Activity »
Your answer is the line containing "Map loose level" plus every line after it to the end of the data below, transcribed exactly and with nothing else.

- Opening Delimiter -

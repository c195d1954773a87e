//! Tracing subscriber setup for binaries built on the client.
//!
//! The library crates log through the `log` facade; the subscriber installed
//! here bridges those records into `tracing`.

use tracing_subscriber::util::TryInitError;
use tracing_subscriber::{layer::SubscriberExt, util::SubscriberInitExt, EnvFilter};

/// Default directive when `RUST_LOG` is unset.
pub const DEFAULT_FILTER: &str = "info";

/// Map loose level names onto `EnvFilter` directives.
fn normalize_level(level: &str) -> &'static str {
    match level.trim().to_lowercase().as_str() {
        "trace" => "trace",
        "debug" => "debug",
        "warn" | "warning" => "warn",
        "error" | "critical" => "error",
        _ => DEFAULT_FILTER,
    }
}

/// Install the global subscriber. `RUST_LOG` wins over `level`.
///
/// Fails if a global subscriber is already set.
pub fn init(level: &str) -> Result<(), TryInitError> {
    let env_filter = EnvFilter::try_from_default_env()
        .unwrap_or_else(|_| EnvFilter::new(normalize_level(level)));

    #[cfg(feature = "logs-json")]
    let fmt_layer = tracing_subscriber::fmt::layer().json();
    #[cfg(not(feature = "logs-json"))]
    let fmt_layer = tracing_subscriber::fmt::layer();

    tracing_subscriber::registry()
        .with(env_filter)
        .with(fmt_layer)
        .try_init()
}

// ═══════════════════════════════════════════════════════════════════════
//  Tests
// ═══════════════════════════════════════════════════════════════════════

- Closing Delimiter -

Answer to this task »
/// Map loose level names onto `EnvFilter` directives.
fn normalize_level(level: &str) -> &'static str {
    match level.trim().to_lowercase().as_str() {
        "trace" => "trace",
        "debug" => "debug",
        "warn" | "warning" => "warn",
        "error" | "critical" => "error",
        _ => DEFAULT_FILTER,
    }
}

/// Install the global subscriber. `RUST_LOG` wins over `level`.
///
/// Fails if a global subscriber is already set.
pub fn init(level: &str) -> Result<(), TryInitError> {
    let env_filter = EnvFilter::try_from_default_env()
        .unwrap_or_else(|_| EnvFilter::new(normalize_level(level)));

    #[cfg(feature = "logs-json")]
    let fmt_layer = tracing_subscriber::fmt::layer().json();
    #[cfg(not(feature = "logs-json"))]
    let fmt_layer = tracing_subscriber::fmt::layer();

    tracing_subscriber::registry()
        .with(env_filter)
        .with(fmt_layer)
        .try_init()
}

// ═══════════════════════════════════════════════════════════════════════
//  Tests
// ═══════════════════════════════════════════════════════════════════════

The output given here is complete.